Black Tigers: Detroit and the 1967 Rebellion

By Louis Moore

Fifty years ago, on July 23, 1967, routine arrests at a blind pig (an illegal after hours’ establishment) in Detroit ignited an explosive rebellion that lasted five days. That night, hometown hero, Willie Horton, of the Detroit Tigers, drove his car into the rebellion to quell the flames. It didn’t work. This piece is a brief look at Black Detroit, the Tigers, and the 1967 Rebellion.

As the Tigers’ double-header with the Yankees came to an end, there were only two columns of smoke arising from 12th street.

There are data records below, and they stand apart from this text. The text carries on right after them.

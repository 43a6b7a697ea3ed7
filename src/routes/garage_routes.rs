use axum::{
    extract::{Path, State},
    middleware,
    routing::{delete, get, post},
    Extension, Json, Router,
};
use uuid::Uuid;

use crate::controllers::maintenance_controller::MaintenanceController;
use crate::controllers::trip_controller::TripController;
use crate::controllers::vehicle_controller::VehicleController;
use crate::dto::maintenance_dto::{
    CreateMaintenanceRequest, MaintenanceHistoryResponse, MaintenanceResponse,
};
use crate::dto::trip_dto::{CreateTripRequest, TripResponse};
use crate::dto::vehicle_dto::{
    CreateVehicleRequest, UpdateVehicleRequest, VehicleActionRequest, VehicleActionResponse,
    VehicleDetailResponse,
};
use crate::dto::ApiResponse;
use crate::middleware::auth::{auth_middleware, AuthenticatedUser};
use crate::models::vehicle::VehicleSnapshot;
use crate::state::AppState;
use crate::utils::errors::AppError;

/// Router de la garagem: todas las rutas exigen JWT y verifican la
/// propiedad del vehículo.
pub fn create_garage_router(state: AppState) -> Router<AppState> {
    Router::new()
        .route("/", post(create_vehicle).get(list_vehicles))
        .route(
            "/:id",
            get(get_vehicle).put(update_vehicle).delete(delete_vehicle),
        )
        .route("/:id/acoes", post(execute_action))
        .route("/:id/manutencoes", post(add_maintenance).get(list_maintenance))
        .route("/:id/manutencoes/:record_id", delete(remove_maintenance))
        .route("/:id/viagens", post(add_trip).get(list_trips))
        .route("/:id/viagens/:trip_id", delete(remove_trip))
        .route_layer(middleware::from_fn_with_state(state, auth_middleware))
}

async fn create_vehicle(
    State(state): State<AppState>,
    Extension(user): Extension<AuthenticatedUser>,
    Json(request): Json<CreateVehicleRequest>,
) -> Result<Json<ApiResponse<VehicleSnapshot>>, AppError> {
    let controller = VehicleController::new(state.pool.clone());
    let response = controller.create(user.user_id, request).await?;
    Ok(Json(response))
}

async fn list_vehicles(
    State(state): State<AppState>,
    Extension(user): Extension<AuthenticatedUser>,
) -> Result<Json<Vec<VehicleSnapshot>>, AppError> {
    let controller = VehicleController::new(state.pool.clone());
    let response = controller.list(user.user_id).await?;
    Ok(Json(response))
}

async fn get_vehicle(
    State(state): State<AppState>,
    Extension(user): Extension<AuthenticatedUser>,
    Path(id): Path<Uuid>,
) -> Result<Json<VehicleDetailResponse>, AppError> {
    let controller = VehicleController::new(state.pool.clone());
    let response = controller.get(id, user.user_id).await?;
    Ok(Json(response))
}

async fn update_vehicle(
    State(state): State<AppState>,
    Extension(user): Extension<AuthenticatedUser>,
    Path(id): Path<Uuid>,
    Json(request): Json<UpdateVehicleRequest>,
) -> Result<Json<ApiResponse<VehicleSnapshot>>, AppError> {
    let controller = VehicleController::new(state.pool.clone());
    let response = controller.update(id, user.user_id, request).await?;
    Ok(Json(response))
}

async fn delete_vehicle(
    State(state): State<AppState>,
    Extension(user): Extension<AuthenticatedUser>,
    Path(id): Path<Uuid>,
) -> Result<Json<serde_json::Value>, AppError> {
    let controller = VehicleController::new(state.pool.clone());
    controller.delete(id, user.user_id).await?;
    Ok(Json(serde_json::json!({
        "success": true,
        "message": "Veículo removido da garagem"
    })))
}

async fn execute_action(
    State(state): State<AppState>,
    Extension(user): Extension<AuthenticatedUser>,
    Path(id): Path<Uuid>,
    Json(action): Json<VehicleActionRequest>,
) -> Result<Json<ApiResponse<VehicleActionResponse>>, AppError> {
    let controller = VehicleController::new(state.pool.clone());
    let response = controller.execute(id, user.user_id, action).await?;
    Ok(Json(response))
}

async fn add_maintenance(
    State(state): State<AppState>,
    Extension(user): Extension<AuthenticatedUser>,
    Path(id): Path<Uuid>,
    Json(request): Json<CreateMaintenanceRequest>,
) -> Result<Json<ApiResponse<MaintenanceResponse>>, AppError> {
    let controller = MaintenanceController::new(state.pool.clone());
    let response = controller.add(id, user.user_id, request).await?;
    Ok(Json(response))
}

async fn list_maintenance(
    State(state): State<AppState>,
    Extension(user): Extension<AuthenticatedUser>,
    Path(id): Path<Uuid>,
) -> Result<Json<MaintenanceHistoryResponse>, AppError> {
    let controller = MaintenanceController::new(state.pool.clone());
    let response = controller.list(id, user.user_id).await?;
    Ok(Json(response))
}

async fn remove_maintenance(
    State(state): State<AppState>,
    Extension(user): Extension<AuthenticatedUser>,
    Path((id, record_id)): Path<(Uuid, Uuid)>,
) -> Result<Json<serde_json::Value>, AppError> {
    let controller = MaintenanceController::new(state.pool.clone());
    controller.remove(id, user.user_id, record_id).await?;
    Ok(Json(serde_json::json!({
        "success": true,
        "message": "Registro de manutenção removido"
    })))
}

async fn add_trip(
    State(state): State<AppState>,
    Extension(user): Extension<AuthenticatedUser>,
    Path(id): Path<Uuid>,
    Json(request): Json<CreateTripRequest>,
) -> Result<Json<ApiResponse<TripResponse>>, AppError> {
    let controller = TripController::new(state.pool.clone());
    let response = controller.add(id, user.user_id, request).await?;
    Ok(Json(response))
}

async fn list_trips(
    State(state): State<AppState>,
    Extension(user): Extension<AuthenticatedUser>,
    Path(id): Path<Uuid>,
) -> Result<Json<Vec<TripResponse>>, AppError> {
    let controller = TripController::new(state.pool.clone());
    let response = controller.list(id, user.user_id).await?;
    Ok(Json(response))
}

async fn remove_trip(
    State(state): State<AppState>,
    Extension(user): Extension<AuthenticatedUser>,
    Path((id, trip_id)): Path<(Uuid, Uuid)>,
) -> Result<Json<serde_json::Value>, AppError> {
    let controller = TripController::new(state.pool.clone());
    controller.remove(id, user.user_id, trip_id).await?;
    Ok(Json(serde_json::json!({
        "success": true,
        "message": "Viagem removida"
    })))
}
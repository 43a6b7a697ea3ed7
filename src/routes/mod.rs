pub mod auth_routes;
pub mod garage_routes;
pub mod public_routes;
//! Proxy de clima (OpenWeatherMap)
//!
//! La API key vive solo en el servidor; el cliente consulta
//! `/api/public/tempo/:cidade` y recibe la respuesta ya resumida.

use serde::{Deserialize, Serialize};
use std::time::Duration;

use crate::utils::errors::AppError;

const REQUEST_TIMEOUT: Duration = Duration::from_secs(10);

/// Respuesta resumida para el cliente
#[derive(Debug, Serialize)]
#[serde(rename_all = "camelCase")]
pub struct WeatherResponse {
    pub cidade: String,
    pub temperatura: f64,
    pub sensacao_termica: f64,
    pub umidade: f64,
    pub descricao: String,
    #[serde(skip_serializing_if = "Option::is_none")]
    pub icone: Option<String>,
    pub vento: f64,
}

#[derive(Debug, Deserialize)]
struct OpenWeatherResponse {
    name: String,
    main: OpenWeatherMain,
    #[serde(default)]
    weather: Vec<OpenWeatherCondition>,
    wind: OpenWeatherWind,
}

#[derive(Debug, Deserialize)]
struct OpenWeatherMain {
    temp: f64,
    feels_like: f64,
    humidity: f64,
}

#[derive(Debug, Deserialize)]
struct OpenWeatherCondition {
    description: String,
    icon: Option<String>,
}

#[derive(Debug, Deserialize)]
struct OpenWeatherWind {
    speed: f64,
}

pub struct WeatherService {
    api_key: String,
    base_url: String,
    client: reqwest::Client,
}

impl WeatherService {
    pub fn new(api_key: String, base_url: String, client: reqwest::Client) -> Self {
        Self {
            api_key,
            base_url,
            client,
        }
    }

    pub async fn current_weather(&self, city: &str) -> Result<WeatherResponse, AppError> {
        log::info!("🌤️ Consultando clima para: {}", city);

        let url = build_weather_url(&self.base_url, city, &self.api_key);

        let response = self
            .client
            .get(&url)
            .timeout(REQUEST_TIMEOUT)
            .header("User-Agent", "GaragemInteligente/1.0")
            .send()
            .await
            .map_err(|e| AppError::ExternalApi(format!("Erro consultando o clima: {}", e)))?;

        let status = response.status();
        if status == reqwest::StatusCode::NOT_FOUND {
            return Err(AppError::NotFound(format!(
                "Cidade '{}' não encontrada",
                city
            )));
        }
        if !status.is_success() {
            let body = response.text().await.unwrap_or_default();
            log::error!("❌ Clima falló con status {}: {}", status, body);
            return Err(AppError::ExternalApi(format!(
                "Serviço de clima respondeu {}",
                status
            )));
        }

        let payload: OpenWeatherResponse = response
            .json()
            .await
            .map_err(|e| AppError::ExternalApi(format!("Resposta de clima inválida: {}", e)))?;

        let condition = payload.weather.first();
        Ok(WeatherResponse {
            cidade: payload.name,
            temperatura: payload.main.temp,
            sensacao_termica: payload.main.feels_like,
            umidade: payload.main.humidity,
            descricao: condition
                .map(|c| c.description.clone())
                .unwrap_or_else(|| "sem descrição".to_string()),
            icone: condition.and_then(|c| c.icon.clone()),
            vento: payload.wind.speed,
        })
    }
}

fn build_weather_url(base_url: &str, city: &str, api_key: &str) -> String {
    format!(
        "{}/weather?q={}&appid={}&units=metric&lang=pt_br",
        base_url,
        urlencoding::encode(city.trim()),
        api_key
    )
}

#[cfg(test)]
mod tests {
    use super::*;

    #[test]
    fn construye_la_url_con_la_ciudad_codificada() {
        let url = build_weather_url(
            "https://api.openweathermap.org/data/2.5",
            "São Paulo",
            "abc123",
        );
        assert!(url.starts_with("https://api.openweathermap.org/data/2.5/weather?q=S%C3%A3o%20Paulo"));
        assert!(url.contains("appid=abc123"));
        assert!(url.contains("units=metric"));
        assert!(url.contains("lang=pt_br"));
    }

    #[test]
    fn parsea_la_respuesta_de_openweather() {
        let raw = r#"{
            "name": "Curitiba",
            "main": { "temp": 18.4, "feels_like": 17.9, "humidity": 81 },
            "weather": [ { "description": "nublado", "icon": "04d" } ],
            "wind": { "speed": 3.6 }
        }"#;
        let parsed: OpenWeatherResponse = serde_json::from_str(raw).unwrap();
        assert_eq!(parsed.name, "Curitiba");
        assert_eq!(parsed.main.humidity, 81.0);
        assert_eq!(parsed.weather[0].description, "nublado");
    }
}
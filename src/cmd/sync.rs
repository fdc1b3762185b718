use crate::{
    settings::Settings,
    sync::{self, report, resolve, SyncMode, SyncRequest},
    Result,
};
use std::io;

/// Synchronize the aliases of one domain to another.
///
/// A plan is computed from fresh listings of both domains and applied one
/// action at a time, stopping at the first failure. With --dry-run the plan
/// is printed instead of applied; re-running after a partial failure picks
/// up where the sync left off.
#[derive(Debug, clap::Args)]
pub struct Cmd {
    /// Domain to sync from
    source: String,

    /// Domain to sync to
    target: String,

    /// How to reconcile the two alias sets
    #[arg(long)]
    mode: SyncMode,

    /// Compute and print the plan without applying it
    #[arg(long)]
    dry_run: bool,

    /// Conflict strategy to apply without prompting
    #[arg(long)]
    conflicts: Option<resolve::ConflictStrategy>,
}

impl Cmd {
    pub async fn run(&self, settings: &Settings) -> Result {
        let request = SyncRequest {
            source: self.source.clone(),
            target: self.target.clone(),
            mode: self.mode,
            dry_run: self.dry_run,
            strategy: self.conflicts,
        };

        let client = settings.api.client()?;
        let mut resolver = resolve::for_request(&request);
        let plan = sync::compute_plan(&client, &request, resolver.as_mut()).await?;

        if request.dry_run {
            return Ok(report::render(&mut io::stdout(), &request, &plan)?);
        }

        if plan.is_empty() {
            println!(
                "nothing to do: {} and {} are in sync",
                request.source, request.target
            );
            return Ok(());
        }

        let counts = plan.counts();
        let applied = sync::apply::apply(&client, &plan).await?;
        tracing::info!(
            source = %request.source,
            target = %request.target,
            applied,
            "sync complete"
        );
        println!("{}", report::applied_summary(&counts, applied));
        Ok(())
    }
}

More smoke and more fire were soon to come, serving as an omnipotent reminder that a rebellion was going on, but as of right now, with the Tigers looking to win the second cap and close the gap in the American League standings, that three miles stretch between Tiger Stadium and 12th street, the center of the rebellion, seemed so distant. The 30,000+ fans, Black and White, but definitely more White than Black, only cared about the score of the game. They ignored the increasing presence of helicopters hovering over the stadium, heading to help contain the rebellion, for now. Within days, containment shifted to shoot to kill. But that seemed so distant. The Tigers were winning and Detroiters could ignore the loud rage for help.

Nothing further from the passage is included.